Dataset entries
________________________

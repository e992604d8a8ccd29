//! Arena holding every node discovered during a search.
//!
//! Nodes refer to their parents by [NodeId], so the ancestry of a goal
//! stays valid for as long as the space itself is alive, long after the
//! frontier has been dropped.

use std::collections::HashMap;
use std::fmt::Debug;
use std::hash::Hash;

use crate::path::{Path, Step};

/// Index of a node inside a [SearchSpace].
#[derive(Debug, Clone, Copy, PartialEq, Eq, Hash, PartialOrd, Ord)]
pub struct NodeId(usize);

#[derive(Debug, Clone, Copy, PartialEq, Eq)]
pub enum NodeStatus {
    /// Node is waiting in the frontier
    Open,
    /// Node has been expanded
    Closed,
}

/// A state along with the bookkeeping needed to reconstruct how it was
/// reached.
#[derive(Debug, Clone)]
pub struct SearchNode<S, A> {
    state: S,
    parent: Option<NodeId>,
    action: Option<A>,
    cost: usize,
    status: NodeStatus,
}

impl<S, A> SearchNode<S, A> {
    pub fn state(&self) -> &S {
        &self.state
    }

    pub fn parent(&self) -> Option<NodeId> {
        self.parent
    }

    /// The action which produced this node, `None` for the root.
    pub fn action(&self) -> Option<&A> {
        self.action.as_ref()
    }

    /// Cumulative path cost from the root.
    pub fn cost(&self) -> usize {
        self.cost
    }

    pub fn status(&self) -> NodeStatus {
        self.status
    }

    pub fn is_closed(&self) -> bool {
        self.status == NodeStatus::Closed
    }
}

#[derive(Debug)]
pub struct SearchSpace<S, A> {
    nodes: Vec<SearchNode<S, A>>,
    registered: HashMap<S, NodeId>,
}

impl<S, A> SearchSpace<S, A>
where
    S: Debug + Clone + Eq + Hash,
    A: Debug + Clone,
{
    /// Create a space whose root is `initial`, already open.
    pub fn new(initial: S) -> Self {
        let mut space = Self {
            nodes: Vec::new(),
            registered: HashMap::new(),
        };
        space.push(initial, None, None, 0);
        space
    }

    pub fn root(&self) -> NodeId {
        NodeId(0)
    }

    /// Find the node already registered for this state, if any.
    pub fn lookup(&self, state: &S) -> Option<NodeId> {
        self.registered.get(state).copied()
    }

    /// Register a new, open node.
    ///
    /// The state must not already be present in the space.
    pub fn insert(&mut self, state: S, parent: NodeId, action: A, cost: usize) -> NodeId {
        debug_assert!(
            !self.registered.contains_key(&state),
            "{:?} is already registered",
            state
        );
        self.push(state, Some(parent), Some(action), cost)
    }

    fn push(&mut self, state: S, parent: Option<NodeId>, action: Option<A>, cost: usize) -> NodeId {
        let id = NodeId(self.nodes.len());
        self.registered.insert(state.clone(), id);
        self.nodes.push(SearchNode {
            state,
            parent,
            action,
            cost,
            status: NodeStatus::Open,
        });
        id
    }

    pub fn node(&self, id: NodeId) -> &SearchNode<S, A> {
        &self.nodes[id.0]
    }

    /// Mark a node as expanded.
    pub fn close(&mut self, id: NodeId) {
        let node = &mut self.nodes[id.0];
        debug_assert_eq!(node.status, NodeStatus::Open, "Node must be open to close it");
        node.status = NodeStatus::Closed;
    }

    /// Record a cheaper way of reaching a node.
    ///
    /// Returns false, leaving the node untouched, unless `cost` is a strict
    /// improvement. An expanded node which is improved becomes open again
    /// and leaves the explored set.
    pub fn relax(&mut self, id: NodeId, parent: NodeId, action: A, cost: usize) -> bool {
        let node = &mut self.nodes[id.0];
        if cost >= node.cost {
            return false;
        }
        node.parent = Some(parent);
        node.action = Some(action);
        node.cost = cost;
        node.status = NodeStatus::Open;
        true
    }

    /// Number of distinct states discovered so far.
    pub fn len(&self) -> usize {
        self.nodes.len()
    }

    pub fn is_empty(&self) -> bool {
        self.nodes.is_empty()
    }

    /// Number of states which have been expanded.
    pub fn explored(&self) -> usize {
        self.nodes.iter().filter(|n| n.is_closed()).count()
    }

    /// Walk parent links from `goal` back to the root.
    pub fn extract_path(&self, goal: NodeId) -> Path<S, A> {
        let mut steps = Vec::new();
        let mut current = Some(goal);
        while let Some(id) = current {
            let node = self.node(id);
            steps.push(Step::new(node.state.clone(), node.action.clone(), node.cost));
            current = node.parent;
        }
        steps.reverse();
        Path::new(steps)
    }
}
/// What an alignment says about the two documents.
#[derive(Debug, Clone, PartialEq)]
pub struct Findings {
    pub cost: usize,
    pub matches: Vec<Match>,

    /// Percentage of the longer document covered by aligned sentences,
    /// discounted by their edit distance.
    pub similarity: f64,
}

impl Findings {
    pub fn verdict(&self) -> Verdict {
        Verdict::from_similarity(self.similarity)
    }
}

/// Split input into the two documents around a line holding only `---`.
fn split_documents(text: &str) -> Result<(String, String), PuzzleError> {
    let mut documents = (String::new(), String::new());
    let mut separated = false;

    for line in text.lines() {
        if !separated && line.trim() == "---" {
            separated = true;
            continue;
        }
        let document = if separated {
            &mut documents.1
        } else {
            &mut documents.0
        };
        document.push_str(line);
        document.push('\n');
    }

    if separated {
        Ok(documents)
    } else {
        Err(PuzzleError::MissingInput("a '---' line between the two documents"))
    }
}

pub(crate) fn main(input: Box<dyn Read + 'static>, options: &RunOptions) -> Result<(), Error> {
    let text = read_input(input)?;
    let (first, second) = split_documents(&text)?;

    let alignment = Alignment::from_texts(&first, &second);
    info!(
        first = alignment.first().len(),
        second = alignment.second().len(),
        "normalized documents"
    );
    println!(
        "Sentences: {} and {}",
        alignment.first().len(),
        alignment.second().len()
    );

    for strategy in options.strategies(&[Strategy::AStar]) {
        let report = solve(&alignment, alignment.origin(), strategy, options)?;
        let path = match report.path() {
            Some(path) => path,
            None => continue,
        };

        let findings = alignment.findings(&path, THRESHOLD);
        println!("Alignment cost: {}", findings.cost);
        for m in &findings.matches {
            println!(
                "Sentence {} ~ sentence {} (distance {}): {:?} / {:?}",
                m.first,
                m.second,
                m.distance,
                alignment.first()[m.first].iter().join(" "),
                alignment.second()[m.second].iter().join(" ")
            );
        }
        println!("Similarity: {:.1}%", findings.similarity);
        println!("{}", findings.verdict());
    }

    Ok(())
}

#[cfg(test)]
mod test {
    use super::*;

    use searcher::{astar, bfs, dijkstra, validate};

    const FIXTURE: &str = include_str!("../../puzzles/plagiarism/input.txt");

    fn words(s: &str) -> Sentence {
        s.split_whitespace().map(str::to_string).collect()
    }

    fn fixture() -> Alignment {
        let (first, second) = split_documents(FIXTURE).unwrap();
        Alignment::from_texts(&first, &second)
    }

    /// Cheapest alignment by filling in every cell of the edit table.
    fn exhaustive(alignment: &Alignment) -> usize {
        let (a, b) = (alignment.first(), alignment.second());
        let mut table = vec![vec![0; b.len() + 1]; a.len() + 1];
        for i in 0..=a.len() {
            for j in 0..=b.len() {
                table[i][j] = match (i, j) {
                    (0, 0) => 0,
                    (0, _) => table[0][j - 1] + b[j - 1].len(),
                    (_, 0) => table[i - 1][0] + a[i - 1].len(),
                    _ => (table[i - 1][j - 1] + levenshtein(&a[i - 1], &b[j - 1]))
                        .min(table[i - 1][j] + a[i - 1].len())
                        .min(table[i][j - 1] + b[j - 1].len()),
                };
            }
        }
        table[a.len()][b.len()]
    }

    #[test]
    fn edit_distance() {
        assert_eq!(levenshtein(&words("a b c"), &words("a c")), 1);
        assert_eq!(levenshtein(&words("a b c"), &words("")), 3);
        assert_eq!(levenshtein(&words(""), &words("")), 0);
        assert_eq!(levenshtein(&b"kitten"[..], &b"sitting"[..]), 3);
        assert_eq!(levenshtein(&b"flaw"[..], &b"lawn"[..]), 2);
    }

    #[test]
    fn normalization() {
        let sentences = normalize("Hello, World! This is it.\nAnother  line\n\n...");
        assert_eq!(
            sentences,
            vec![
                words("hello world"),
                words("this is it"),
                words("another line")
            ]
        );
        assert!(normalize(" . ! ").is_empty());
    }

    #[test]
    fn separator() {
        let (a, b) = split_documents("one.\n---\ntwo.\n").unwrap();
        assert_eq!(a, "one.\n");
        assert_eq!(b, "two.\n");

        assert!(matches!(
            split_documents("one.\ntwo.\n"),
            Err(PuzzleError::MissingInput(_))
        ));
    }

    #[test]
    fn identical() {
        let text = "The first sentence. And a second one!";
        let alignment = Alignment::from_texts(text, text);

        let path = astar(&alignment, alignment.origin()).unwrap().path().unwrap();
        let findings = alignment.findings(&path, THRESHOLD);
        assert_eq!(findings.cost, 0);
        assert_eq!(findings.matches.len(), 2);
        assert_eq!(findings.verdict(), Verdict::Identical);
    }

    #[test]
    fn one_word_changed() {
        let alignment = Alignment::from_texts(
            "The quick brown fox jumps over the lazy dog. It was a sunny day.",
            "The quick brown fox leaped over the lazy dog. It was a sunny day.",
        );

        let path = astar(&alignment, alignment.origin()).unwrap().path().unwrap();
        let findings = alignment.findings(&path, THRESHOLD);
        assert_eq!(findings.cost, 1);
        assert_eq!(
            findings.matches,
            vec![
                Match {
                    first: 0,
                    second: 0,
                    distance: 1
                },
                Match {
                    first: 1,
                    second: 1,
                    distance: 0
                }
            ]
        );
        assert_eq!(findings.verdict(), Verdict::Similar);
    }

    #[test]
    fn unrelated() {
        let alignment = Alignment::from_texts(
            "The cat sat on the mat.",
            "Quantum flux capacitors hum loudly.",
        );

        let path = astar(&alignment, alignment.origin()).unwrap().path().unwrap();
        let findings = alignment.findings(&path, THRESHOLD);
        assert_eq!(findings.cost, 6);
        assert!(findings.matches.is_empty());
        assert_eq!(findings.verdict(), Verdict::NoOverlap);
    }

    #[test]
    fn empty_documents() {
        let alignment = Alignment::from_texts("", "Only the second document has words.");
        let path = astar(&alignment, alignment.origin()).unwrap().path().unwrap();
        assert_eq!(path.cost(), 6);
        assert_eq!(path.len(), 1);

        let alignment = Alignment::from_texts("", "");
        let report = astar(&alignment, alignment.origin()).unwrap();
        assert!(report.path().unwrap().is_empty());
        assert_eq!(report.explored(), 0);
    }

    #[test]
    fn verdicts() {
        assert_eq!(Verdict::from_similarity(100.0), Verdict::Identical);
        assert_eq!(Verdict::from_similarity(95.0), Verdict::Identical);
        assert_eq!(Verdict::from_similarity(60.0), Verdict::Similar);
        assert_eq!(Verdict::from_similarity(59.9), Verdict::PartialOverlap);
        assert_eq!(Verdict::from_similarity(10.0), Verdict::LittleOverlap);
        assert_eq!(Verdict::from_similarity(9.9), Verdict::NoOverlap);
        assert_eq!(Verdict::Similar.to_string(), "Similar Documents");
    }

    #[test]
    fn informed_matches_uniform_cost() {
        let alignment = fixture();
        assert!(!alignment.first().is_empty());
        assert!(!alignment.second().is_empty());

        let informed = astar(&alignment, alignment.origin()).unwrap();
        let uniform = dijkstra::run(&alignment, alignment.origin()).unwrap();

        let path = informed.path().unwrap();
        validate(&alignment, &path).unwrap();
        assert_eq!(path.cost(), uniform.path().unwrap().cost());
        assert_eq!(path.cost(), exhaustive(&alignment));
        assert!(informed.explored() <= uniform.explored());
    }

    #[test]
    fn heuristic_never_overestimates() {
        let alignment = fixture();
        let path = astar(&alignment, alignment.origin()).unwrap().path().unwrap();

        for step in path.steps() {
            let remaining = path.cost() - step.cost();
            assert!(alignment.heuristic(step.state()) <= remaining);
        }
        assert_eq!(alignment.heuristic(path.destination()), 0);
    }

    #[test]
    fn breadth_first_counts_moves() {
        // Breadth first ignores costs, so it finds the fewest edits instead.
        let alignment = fixture();
        let path = bfs(&alignment, alignment.origin()).unwrap().path().unwrap();
        let fewest = alignment.first().len().max(alignment.second().len());
        assert_eq!(path.len(), fewest);
        validate(&alignment, &path).unwrap();
    }

    #[test]
    fn rejects_out_of_range() {
        let alignment = Alignment::from_texts("One.", "Two.");
        assert!(matches!(
            astar(&alignment, Cursor::new(2, 0)),
            Err(SearchError::InvalidState(_))
        ));
    }

    #[test]
    fn main_runs_the_default_input() {
        main(Box::new(FIXTURE.as_bytes()), &RunOptions::default()).unwrap();

        let options = RunOptions {
            strategy: Some(Strategy::UniformCost),
            ..RunOptions::default()
        };
        main(Box::new(FIXTURE.as_bytes()), &options).unwrap();
    }

    #[test]
    fn main_rejects_a_single_document() {
        let single = FIXTURE.replace("---", "");
        let err = main(Box::new(std::io::Cursor::new(single)), &RunOptions::default()).unwrap_err();
        assert!(matches!(
            err.downcast_ref::<PuzzleError>(),
            Some(PuzzleError::MissingInput(_))
        ));
    }
}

________________________

The first line of the entries above marks where to begin; repeat each line exactly through the one that contains "pub fn cost(&self)", and include that line.

» Result of this task:
repository e992604d8a8ccd29
//! Arena holding every node discovered during a search.
//!
//! Nodes refer to their parents by [NodeId], so the ancestry of a goal
//! stays valid for as long as the space itself is alive, long after the
//! frontier has been dropped.

use std::collections::HashMap;
use std::fmt::Debug;
use std::hash::Hash;

use crate::path::{Path, Step};

/// Index of a node inside a [SearchSpace].
#[derive(Debug, Clone, Copy, PartialEq, Eq, Hash, PartialOrd, Ord)]
pub struct NodeId(usize);

#[derive(Debug, Clone, Copy, PartialEq, Eq)]
pub enum NodeStatus {
    /// Node is waiting in the frontier
    Open,
    /// Node has been expanded
    Closed,
}

/// A state along with the bookkeeping needed to reconstruct how it was
/// reached.
#[derive(Debug, Clone)]
pub struct SearchNode<S, A> {
    state: S,
    parent: Option<NodeId>,
    action: Option<A>,
    cost: usize,
    status: NodeStatus,
}

impl<S, A> SearchNode<S, A> {
    pub fn state(&self) -> &S {
        &self.state
    }

    pub fn parent(&self) -> Option<NodeId> {
        self.parent
    }

    /// The action which produced this node, `None` for the root.
    pub fn action(&self) -> Option<&A> {
        self.action.as_ref()
    }

    /// Cumulative path cost from the root.
    pub fn cost(&self) -> usize {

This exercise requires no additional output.